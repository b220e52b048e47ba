//! Text embedding clients.
//!
//! Used when the hybrid query's vector half is computed client-side instead
//! of by the search index's own vectorizer.

use crate::providers::join_url;
use reviewlens_core::{AppError, AppResult};
use serde::{Deserialize, Serialize};

/// API version of the Azure OpenAI embeddings endpoint.
pub const EMBEDDINGS_API_VERSION: &str = "2023-05-15";

/// Trait for embedding providers.
#[async_trait::async_trait]
pub trait EmbeddingClient: Send + Sync {
    /// Get model or deployment identifier
    fn model_name(&self) -> &str;

    /// Embed a single text.
    async fn embed(&self, text: &str) -> AppResult<Vec<f32>>;
}

#[derive(Debug, Serialize)]
struct EmbeddingRequest<'a> {
    input: &'a str,
}

#[derive(Debug, Deserialize)]
struct EmbeddingResponse {
    data: Vec<EmbeddingData>,
}

#[derive(Debug, Deserialize)]
struct EmbeddingData {
    embedding: Vec<f32>,
}

impl EmbeddingResponse {
    fn into_first(self) -> AppResult<Vec<f32>> {
        self.data
            .into_iter()
            .next()
            .map(|d| d.embedding)
            .ok_or_else(|| AppError::Embedding("No embedding returned".to_string()))
    }
}

/// Azure OpenAI embedding deployment.
///
/// `POST {endpoint}/openai/deployments/{deployment}/embeddings?api-version=2023-05-15`
/// with an `api-key` header and `{"input": text}`. Any non-200 status is a
/// hard failure.
pub struct AzureEmbeddingClient {
    endpoint: String,
    deployment: String,
    api_key: String,
    client: reqwest::Client,
}

impl AzureEmbeddingClient {
    pub fn new(
        endpoint: impl Into<String>,
        deployment: impl Into<String>,
        api_key: impl Into<String>,
        client: reqwest::Client,
    ) -> Self {
        Self {
            endpoint: endpoint.into(),
            deployment: deployment.into(),
            api_key: api_key.into(),
            client,
        }
    }

    fn embeddings_url(&self) -> String {
        join_url(
            &self.endpoint,
            &format!(
                "openai/deployments/{}/embeddings?api-version={}",
                self.deployment, EMBEDDINGS_API_VERSION
            ),
        )
    }
}

#[async_trait::async_trait]
impl EmbeddingClient for AzureEmbeddingClient {
    fn model_name(&self) -> &str {
        &self.deployment
    }

    async fn embed(&self, text: &str) -> AppResult<Vec<f32>> {
        tracing::debug!(
            "Requesting embedding from deployment '{}' ({} chars)",
            self.deployment,
            text.len()
        );

        let response = self
            .client
            .post(self.embeddings_url())
            .header("api-key", &self.api_key)
            .json(&EmbeddingRequest { input: text })
            .send()
            .await
            .map_err(|e| AppError::Embedding(format!("Failed to reach embedding endpoint: {}", e)))?;

        if response.status() != reqwest::StatusCode::OK {
            let status = response.status();
            let error_text = response
                .text()
                .await
                .unwrap_or_else(|_| "Unknown error".to_string());
            return Err(AppError::Embedding(format!(
                "Embedding API error ({}): {}",
                status, error_text
            )));
        }

        let parsed: EmbeddingResponse = response
            .json()
            .await
            .map_err(|e| AppError::Embedding(format!("Failed to parse embedding response: {}", e)))?;

        let embedding = parsed.into_first()?;
        tracing::debug!("Received embedding with {} dimensions", embedding.len());
        Ok(embedding)
    }
}
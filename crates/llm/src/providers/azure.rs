//! Azure OpenAI chat provider.
//!
//! API: `POST {endpoint}/openai/deployments/{deployment}/chat/completions?api-version=...`
//! with an `api-key` header. The deployment selects the model.

use super::{join_url, send_json, CompletionsRequest, CompletionsResponse};
use crate::client::{ChatRequest, ChatResponse, LlmClient};
use reviewlens_core::AppResult;

/// Azure OpenAI chat client bound to one deployment.
pub struct AzureOpenAiClient {
    endpoint: String,
    deployment: String,
    api_key: String,
    api_version: String,
    client: reqwest::Client,
}

impl AzureOpenAiClient {
    pub fn new(
        endpoint: impl Into<String>,
        deployment: impl Into<String>,
        api_key: impl Into<String>,
        api_version: impl Into<String>,
        client: reqwest::Client,
    ) -> Self {
        Self {
            endpoint: endpoint.into(),
            deployment: deployment.into(),
            api_key: api_key.into(),
            api_version: api_version.into(),
            client,
        }
    }

    fn completions_url(&self) -> String {
        join_url(
            &self.endpoint,
            &format!(
                "openai/deployments/{}/chat/completions?api-version={}",
                self.deployment, self.api_version
            ),
        )
    }
}

#[async_trait::async_trait]
impl LlmClient for AzureOpenAiClient {
    fn provider_name(&self) -> &str {
        "azure"
    }

    async fn complete(&self, request: &ChatRequest) -> AppResult<ChatResponse> {
        tracing::info!(
            "Sending chat completion to Azure OpenAI (deployment: {})",
            self.deployment
        );
        tracing::debug!("Request: {:?}", request);

        let body = CompletionsRequest::from_request(request, false);
        let builder = self
            .client
            .post(self.completions_url())
            .header("api-key", &self.api_key)
            .json(&body);

        let parsed: CompletionsResponse = send_json("Azure OpenAI", builder).await?;
        let response = parsed.into_chat_response("Azure OpenAI", &self.deployment)?;

        tracing::info!("Received completion from Azure OpenAI");
        tracing::debug!("Usage: {:?}", response.usage);

        Ok(response)
    }
}

#[cfg(test)]
mod tests {
    use super::*;

    #[test]
    fn test_completions_url() {
        let client = AzureOpenAiClient::new(
            "https://contoso.openai.azure.com/",
            "gpt-4",
            "key",
            "2024-02-01",
            reqwest::Client::new(),
        );
        assert_eq!(client.provider_name(), "azure");
        assert_eq!(
            client.completions_url(),
            "https://contoso.openai.azure.com/openai/deployments/gpt-4/chat/completions?api-version=2024-02-01"
        );
    }
}
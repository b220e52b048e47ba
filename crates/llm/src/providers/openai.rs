//! OpenAI chat provider.
//!
//! API: `POST {base}/v1/chat/completions` with bearer authentication.

use super::{join_url, send_json, CompletionsRequest, CompletionsResponse};
use crate::client::{ChatRequest, ChatResponse, LlmClient};
use reviewlens_core::AppResult;

const DEFAULT_BASE_URL: &str = "https://api.openai.com";

/// OpenAI (or OpenAI-compatible) chat client.
pub struct OpenAiClient {
    base_url: String,
    api_key: String,
    client: reqwest::Client,
}

impl OpenAiClient {
    /// Create a client against the public OpenAI API.
    pub fn new(api_key: impl Into<String>, client: reqwest::Client) -> Self {
        Self::with_base_url(DEFAULT_BASE_URL, api_key, client)
    }

    /// Create a client against a custom OpenAI-compatible base URL.
    pub fn with_base_url(
        base_url: impl Into<String>,
        api_key: impl Into<String>,
        client: reqwest::Client,
    ) -> Self {
        Self {
            base_url: base_url.into(),
            api_key: api_key.into(),
            client,
        }
    }

    fn completions_url(&self) -> String {
        join_url(&self.base_url, "v1/chat/completions")
    }
}

#[async_trait::async_trait]
impl LlmClient for OpenAiClient {
    fn provider_name(&self) -> &str {
        "openai"
    }

    async fn complete(&self, request: &ChatRequest) -> AppResult<ChatResponse> {
        tracing::info!("Sending chat completion to OpenAI (model: {})", request.model);
        tracing::debug!("Request: {:?}", request);

        let body = CompletionsRequest::from_request(request, true);
        let builder = self
            .client
            .post(self.completions_url())
            .bearer_auth(&self.api_key)
            .json(&body);

        let parsed: CompletionsResponse = send_json("OpenAI", builder).await?;
        let response = parsed.into_chat_response("OpenAI", &request.model)?;

        tracing::info!("Received completion from OpenAI");
        tracing::debug!("Usage: {:?}", response.usage);

        Ok(response)
    }
}

#[cfg(test)]
mod tests {
    use super::*;

    #[test]
    fn test_openai_client_creation() {
        let client = OpenAiClient::new("sk-test", reqwest::Client::new());
        assert_eq!(client.provider_name(), "openai");
        assert_eq!(
            client.completions_url(),
            "https://api.openai.com/v1/chat/completions"
        );
    }

    #[test]
    fn test_custom_base_url() {
        let client =
            OpenAiClient::with_base_url("http://localhost:8080/", "k", reqwest::Client::new());
        assert_eq!(
            client.completions_url(),
            "http://localhost:8080/v1/chat/completions"
        );
    }
}
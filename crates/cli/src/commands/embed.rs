//! Embed command handler.
//!
//! Prints the vector the embedding deployment returns for a text, to check
//! the deployment is reachable and matches the index dimension.

use clap::Args;
use reviewlens_core::{config::AppConfig, AppError, AppResult};
use reviewlens_llm::{create_embedding_client, EmbeddingClient};

/// Print the embedding of a text
#[derive(Args, Debug)]
pub struct EmbedCommand {
    /// Text to embed
    pub text: String,

    /// Print the full vector as JSON
    #[arg(long)]
    pub json: bool,
}

impl EmbedCommand {
    pub async fn execute(&self, config: &AppConfig) -> AppResult<()> {
        tracing::info!("Executing embed command");

        if self.text.trim().is_empty() {
            return Err(AppError::InvalidInput("Text cannot be empty".to_string()));
        }

        let client = create_embedding_client(&config.llm)?;
        let vector = client.embed(&self.text).await?;

        if self.json {
            println!("{}", serde_json::to_string(&vector)?);
        } else {
            let preview: Vec<String> = vector.iter().take(8).map(|v| format!("{:.5}", v)).collect();
            println!("Model: {}", client.model_name());
            println!("Dimensions: {}", vector.len());
            println!("Vector: [{}{}]", preview.join(", "), if vector.len() > 8 { ", ..." } else { "" });
        }

        Ok(())
    }
}
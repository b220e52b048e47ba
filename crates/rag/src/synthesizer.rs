//! Answer synthesis over retrieved reviews.

use crate::types::{label_generation_error, ReviewRecord};
use reviewlens_core::AppResult;
use reviewlens_llm::{ChatRequest, LlmClient};
use reviewlens_prompt::{build_prompt, PromptDefinition};
use serde::Serialize;
use std::sync::Arc;

#[derive(Serialize)]
struct ReviewContext<'a> {
    rank: usize,
    review_id: &'a str,
    content: &'a str,
    location: Option<&'a str>,
    date: Option<&'a str>,
}

#[derive(Serialize)]
struct SynthesisContext<'a> {
    question: &'a str,
    sentiment: bool,
    reviews: Vec<ReviewContext<'a>>,
    alternatives: Vec<ReviewContext<'a>>,
}

fn ranked(reviews: &[ReviewRecord]) -> Vec<ReviewContext<'_>> {
    reviews
        .iter()
        .enumerate()
        .map(|(i, review)| ReviewContext {
            rank: i + 1,
            review_id: &review.review_id,
            content: &review.content,
            location: review.location.as_deref(),
            date: review.date.as_deref(),
        })
        .collect()
}

/// Produces the owner-facing answer from the question and its evidence.
pub struct AnswerSynthesizer {
    client: Arc<dyn LlmClient>,
    model: String,
    prompt: PromptDefinition,
    temperature: f32,
    sentiment: bool,
}

impl AnswerSynthesizer {
    pub fn new(
        client: Arc<dyn LlmClient>,
        model: impl Into<String>,
        prompt: PromptDefinition,
        temperature: f32,
        sentiment: bool,
    ) -> Self {
        Self {
            client,
            model: model.into(),
            prompt,
            temperature,
            sentiment,
        }
    }

    /// Build the chat request. Reviews appear in the order given, numbered
    /// from 1. `alternatives` are only rendered when `reviews` is empty.
    pub fn build_request(
        &self,
        question: &str,
        reviews: &[ReviewRecord],
        alternatives: &[ReviewRecord],
    ) -> AppResult<ChatRequest> {
        let alternatives: &[ReviewRecord] = if reviews.is_empty() { alternatives } else { &[] };
        let context = SynthesisContext {
            question,
            sentiment: self.sentiment,
            reviews: ranked(reviews),
            alternatives: ranked(alternatives),
        };

        let built = build_prompt(&self.prompt, &context)?;

        let mut request = ChatRequest::new(&self.model);
        if let Some(system) = built.system {
            request = request.with_system(system);
        }
        request = request
            .with_user(built.user)
            .with_temperature(self.temperature);
        if let Some(max_tokens) = built.metadata.parameters.max_tokens {
            request = request.with_max_tokens(max_tokens);
        }

        Ok(request)
    }

    /// Answer `question` from `reviews`. The model's text is returned
    /// unmodified; an empty review set still produces an answer.
    pub async fn synthesize(
        &self,
        question: &str,
        reviews: &[ReviewRecord],
        alternatives: &[ReviewRecord],
    ) -> AppResult<String> {
        let request = self.build_request(question, reviews, alternatives)?;
        tracing::debug!(
            "Synthesizing answer from {} review(s) with {}",
            reviews.len(),
            self.client.provider_name()
        );

        let response = self
            .client
            .complete(&request)
            .await
            .map_err(|e| label_generation_error("answer synthesis", e))?;

        tracing::debug!(
            "Answer used {} token(s)",
            response.usage.total_tokens
        );
        Ok(response.content)
    }
}

#[cfg(test)]
mod tests {
    use super::*;
    use crate::tests::doubles::{review, ScriptedLlm};
    use reviewlens_core::AppError;
    use reviewlens_llm::ChatRole;
    use reviewlens_prompt::{builtin_prompt, SYNTHESIZE_PROMPT_ID};

    fn synthesizer(llm: Arc<ScriptedLlm>, sentiment: bool) -> AnswerSynthesizer {
        AnswerSynthesizer::new(
            llm,
            "gpt-4",
            builtin_prompt(SYNTHESIZE_PROMPT_ID).unwrap(),
            0.5,
            sentiment,
        )
    }

    #[test]
    fn test_request_numbers_reviews_in_order() {
        let llm = Arc::new(ScriptedLlm::new(vec![]));
        let reviews = vec![
            review("r1", "MX001", "Best nachos in town", 0.05),
            review("r2", "MX001", "Queso could be warmer", 0.03),
        ];

        let request = synthesizer(llm, true)
            .build_request("How are the nachos?", &reviews, &[])
            .unwrap();

        assert_eq!(request.temperature, Some(0.5));
        assert_eq!(request.messages[0].role, ChatRole::System);
        assert!(request.messages[0].content.contains("percentages"));

        let user = &request.messages[1].content;
        assert!(user.starts_with("The user asked: How are the nachos?"));
        let first = user.find("Customer Reviews 1:\nBest nachos in town").unwrap();
        let second = user.find("Customer Reviews 2:\nQueso could be warmer").unwrap();
        assert!(first < second);
        assert!(!user.contains("Closest Review"));
    }

    #[test]
    fn test_sentiment_instruction_is_optional() {
        let llm = Arc::new(ScriptedLlm::new(vec![]));
        let request = synthesizer(llm, false)
            .build_request("Is it loud?", &[], &[])
            .unwrap();
        assert!(!request.messages[0].content.contains("percentages"));
    }

    #[test]
    fn test_empty_reviews_render_placeholder() {
        let llm = Arc::new(ScriptedLlm::new(vec![]));
        let request = synthesizer(llm, true)
            .build_request("Is the patio nice?", &[], &[])
            .unwrap();
        assert!(request.messages[1]
            .content
            .contains("No customer reviews matched this question."));
    }

    #[test]
    fn test_alternatives_only_without_reviews() {
        let llm = Arc::new(ScriptedLlm::new(vec![]));
        let synthesizer = synthesizer(llm, true);
        let close = vec![review("r9", "MX001", "Salsa was mild", 0.01)];

        let request = synthesizer.build_request("How is the salsa?", &[], &close).unwrap();
        let user = &request.messages[1].content;
        assert!(user.contains("Next closest reviews"));
        assert!(user.contains("Closest Review 1:\nSalsa was mild"));
        assert!(!user.contains("No customer reviews matched"));

        let kept = vec![review("r1", "MX001", "Great salsa", 0.04)];
        let request = synthesizer.build_request("How is the salsa?", &kept, &close).unwrap();
        assert!(!request.messages[1].content.contains("Salsa was mild"));
    }

    #[test]
    fn test_review_text_is_not_escaped() {
        let llm = Arc::new(ScriptedLlm::new(vec![]));
        let reviews = vec![review("r1", "MX001", "Fish & chips <3", 0.05)];
        let request = synthesizer(llm, true)
            .build_request("Fish?", &reviews, &[])
            .unwrap();
        assert!(request.messages[1].content.contains("Fish & chips <3"));
    }

    #[tokio::test]
    async fn test_answer_returned_verbatim() {
        let answer = "  Customers love the nachos (80% positive).\n\nReviews used: 1\n";
        let llm = Arc::new(ScriptedLlm::new(vec![Ok(answer)]));
        let reviews = vec![review("r1", "MX001", "Best nachos in town", 0.05)];

        let result = synthesizer(llm.clone(), true)
            .synthesize("How are the nachos?", &reviews, &[])
            .await
            .unwrap();

        assert_eq!(result, answer);
        assert_eq!(llm.requests().len(), 1);
    }

    #[tokio::test]
    async fn test_generation_failure_is_labelled() {
        let llm = Arc::new(ScriptedLlm::new(vec![Err("timeout")]));
        let err = synthesizer(llm, true)
            .synthesize("Anything?", &[], &[])
            .await
            .unwrap_err();
        assert!(matches!(err, AppError::Generation(_)));
        assert!(err.to_string().contains("answer synthesis"));
    }
}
====================
WHAT YOU NEED TO DO
Would you show each line of the listing above that has the string "matches"?

TASK SOLUTION
//! the deployment is reachable and matches the index dimension.
        assert!(matches!(err, AppError::Generation(_)));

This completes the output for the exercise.